That one part of The Joy Luck Club, where April finds out the whole story of her mother and the twins, always makes me cry. She did everything, gave everything, and when hope betrayed her utterly, she lived on and kept giving, kept hoping.

At the same time, the other stories left me slightly cold. Not that I don't appreciate them as art, but I don't cry or anything, unless I really try. But even thinking about the heroism it takes for a person to keep hope alive when...there are things that can make me cry.

There are easy, superficial problems like pain and unrequited love and injustice and death. Adults deal with all of these as a matter of course. To watch someone get all emotionally overwrought over such things troubles us when it really happens, but when we see a fictional character doing the same we can only laugh. Where we peg the problem may depend on both our own ability to deal with something and our native empathy.

There are people that will laugh at someone else's suffering when the same suffering would make them curl up and wish to never have been born. There are people that will cry with idiots that have caused their own suffering along with a good deal of suffering for those around them. There are people that haven't learned to deal with a stubbed toe, and those that can face death with equanimity.

So there's a bit of diversity in what constitues "melodrama". The term has come to mean "a cheap attempt to manipulate the emotions using stock themes". I think that last part is important too. We don't call all modern movies melodramas because the music is original. We have to find our own meanings in it, we don't already know what we're supposed to feel. The same is true of dramtic situations. If the situation is treated in such a way that we feel free to respond out of ourselves rather than the way that "everyone" is supposed to respond (little boy dies=audience cries).

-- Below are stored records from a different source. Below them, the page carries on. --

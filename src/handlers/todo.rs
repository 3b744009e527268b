use http::StatusCode;
use serde::Deserialize;
use tracing::debug;

use super::{current_user, ApiError, ApiResult};
use crate::app::AppState;
use crate::ids::TodoId;
use crate::model::TodoPatch;
use crate::server::{Request, Response};

#[derive(Debug, Deserialize)]
struct CreateTodoBody {
    /// Missing and empty are the same to the caller: both are a 400.
    #[serde(default)]
    title: String,
    #[serde(default)]
    description: Option<String>,
}

#[derive(Debug, Deserialize)]
struct BatchBody {
    #[serde(default)]
    ids: Vec<TodoId>,
}

fn body<T: serde::de::DeserializeOwned>(req: &Request) -> Result<T, ApiError> {
    req.json().map_err(|e| {
        debug!(request_id = %req.request_id, error = %e, "Rejected request body");
        ApiError::BadRequest("Invalid request body".into())
    })
}

fn path_id(req: &Request) -> Result<TodoId, ApiError> {
    req.param("id")
        .and_then(|raw| raw.parse().ok())
        .ok_or_else(|| ApiError::BadRequest("Invalid ID".into()))
}

/// `GET /todos`
pub fn list(state: &AppState, req: &Request) -> ApiResult {
    let user_id = current_user(req)?;
    let todos = state.todos.list(user_id)?;
    Ok(Response::json(StatusCode::OK, &todos))
}

/// `POST /todos`
pub fn create(state: &AppState, req: &Request) -> ApiResult {
    let user_id = current_user(req)?;
    let input: CreateTodoBody = body(req)?;
    let todo = state.todos.create(user_id, input.title, input.description)?;
    Ok(Response::json(StatusCode::CREATED, &todo))
}

/// `GET /todos/{id}`
pub fn get(state: &AppState, req: &Request) -> ApiResult {
    let user_id = current_user(req)?;
    let id = path_id(req)?;
    Ok(Response::json(StatusCode::OK, &state.todos.get(id, user_id)?))
}

/// `PUT /todos/{id}`
pub fn update(state: &AppState, req: &Request) -> ApiResult {
    let user_id = current_user(req)?;
    let id = path_id(req)?;
    let patch: TodoPatch = body(req)?;
    let todo = state.todos.update(id, user_id, &patch)?;
    Ok(Response::json(StatusCode::OK, &todo))
}

/// `DELETE /todos/{id}`
pub fn delete(state: &AppState, req: &Request) -> ApiResult {
    let user_id = current_user(req)?;
    let id = path_id(req)?;
    state.todos.delete(id, user_id)?;
    Ok(Response::no_content())
}

/// `POST /todos/batch-complete`
pub fn batch_complete(state: &AppState, req: &Request) -> ApiResult {
    let user_id = current_user(req)?;
    let input: BatchBody = body(req)?;
    let result = state.todos.batch_complete(user_id, &input.ids)?;
    Ok(Response::json(StatusCode::OK, &result))
}

/// `POST /todos/batch-delete`
pub fn batch_delete(state: &AppState, req: &Request) -> ApiResult {
    let user_id = current_user(req)?;
    let input: BatchBody = body(req)?;
    let result = state.todos.batch_delete(user_id, &input.ids)?;
    Ok(Response::json(StatusCode::OK, &result))
}
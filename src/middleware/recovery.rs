use std::panic::{catch_unwind, AssertUnwindSafe};

use http::StatusCode;
use tracing::error;

use super::{Middleware, Next};
use crate::server::{Request, Response};

/// Turns a panic anywhere in the inner chain into a 500.
///
/// Must sit outermost among the per-route layers to cover logging and
/// authentication as well as the handler.
pub struct RecoveryMiddleware;

impl Middleware for RecoveryMiddleware {
    fn handle(&self, req: Request, next: Next<'_>) -> Response {
        let request_id = req.request_id;
        let method = req.method.clone();
        let path = req.path.clone();

        match catch_unwind(AssertUnwindSafe(|| next.run(req))) {
            Ok(res) => res,
            Err(payload) => {
                error!(
                    request_id = %request_id,
                    method = %method,
                    path = %path,
                    panic_message = %panic_message(payload.as_ref()),
                    "Handler panicked"
                );
                Response::error(StatusCode::INTERNAL_SERVER_ERROR, "Internal server error")
            }
        }
    }
}

/// Best-effort text of a panic payload.
pub fn panic_message(payload: &(dyn std::any::Any + Send)) -> &str {
    if let Some(s) = payload.downcast_ref::<&str>() {
        s
    } else if let Some(s) = payload.downcast_ref::<String>() {
        s.as_str()
    } else {
        "Unknown panic"
    }
}
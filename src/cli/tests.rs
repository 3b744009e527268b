//! Unit tests for CLI parsing

use crate::cli::{Cli, Commands};
use clap::Parser;
use std::net::SocketAddr;

#[test]
fn test_no_subcommand_defaults_to_serve() {
    let cli = Cli::try_parse_from(["todo-api"]).unwrap();
    assert!(cli.command.is_none());
}

#[test]
fn test_serve_with_addr() {
    let cli = Cli::try_parse_from(["todo-api", "serve", "--addr", "127.0.0.1:9000"]).unwrap();
    let expected: SocketAddr = "127.0.0.1:9000".parse().unwrap();
    assert_eq!(cli.command, Some(Commands::Serve { addr: Some(expected) }));
}

#[test]
fn test_serve_rejects_bad_addr() {
    assert!(Cli::try_parse_from(["todo-api", "serve", "--addr", "localhost"]).is_err());
}

#[test]
fn test_routes_command() {
    let cli = Cli::try_parse_from(["todo-api", "routes"]).unwrap();
    assert_eq!(cli.command, Some(Commands::Routes));
}

#[test]
fn test_unknown_command_fails() {
    assert!(Cli::try_parse_from(["todo-api", "generate"]).is_err());
}
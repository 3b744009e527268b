//! # Auth Module
//!
//! Session-based login through external OAuth providers.
//!
//! - [`store`] holds the get/set/clear contract for session records and its
//!   in-memory and Redis backends.
//! - [`session`] issues signed session cookies and resolves them back to a
//!   [`UserId`](crate::ids::UserId).
//! - [`oauth`] defines the provider contract and the state-checked redirect flow.
//! - [`google`] is the Google implementation of that contract.
//!
//! A browser moves between two states: anonymous, and authenticated as one
//! user. Login moves it to authenticated; logout, account deletion and
//! session expiry move it back.

pub mod google;
pub mod oauth;
pub mod session;
pub mod store;

pub use google::{GoogleCredentials, GoogleProvider};
pub use oauth::{LoginRedirect, OAuthFlow, OAuthProvider, ProviderRegistry, STATE_COOKIE};
pub use session::{CookiePolicy, SessionManager, SESSION_COOKIE, SESSION_MAX_AGE};
#[cfg(feature = "redis")]
pub use store::RedisSessionStore;
pub use store::{MemorySessionStore, SessionError, SessionStore};

use thiserror::Error;

#[derive(Debug, Error)]
pub enum AuthError {
    #[error("no valid session")]
    Unauthenticated,
    #[error("unknown OAuth provider {0:?}")]
    UnknownProvider(String),
    #[error("OAuth state missing, mismatched or expired")]
    InvalidState,
    #[error("OAuth provider failure: {0}")]
    Provider(String),
    #[error(transparent)]
    Session(#[from] SessionError),
}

That's one reason that the "hopeless odds" at Helm's Deep didn't strike me as melodrama. Because the characters were free to react against our expectations of how they should have reacted. We were encouraged to reinterpret the mood of the scene, so that instead of it being an occasion for despair we could see it as a chance for heroism. Whereas the scenes of women and children were melodramatic, because we're not encouraged to think "hey, potential reserves" (or "mmm, tasty").

Basically, if the work assumes you'll have a certain reaction to a scene, and you don't have that exact reation, then it will seem melodramatic. Even if it's just because you are feeling like the director or writer or whoever is just trying to manipulate you. If you feel that way but the author doesn't assume you won't, then it could be effective comedy, after all.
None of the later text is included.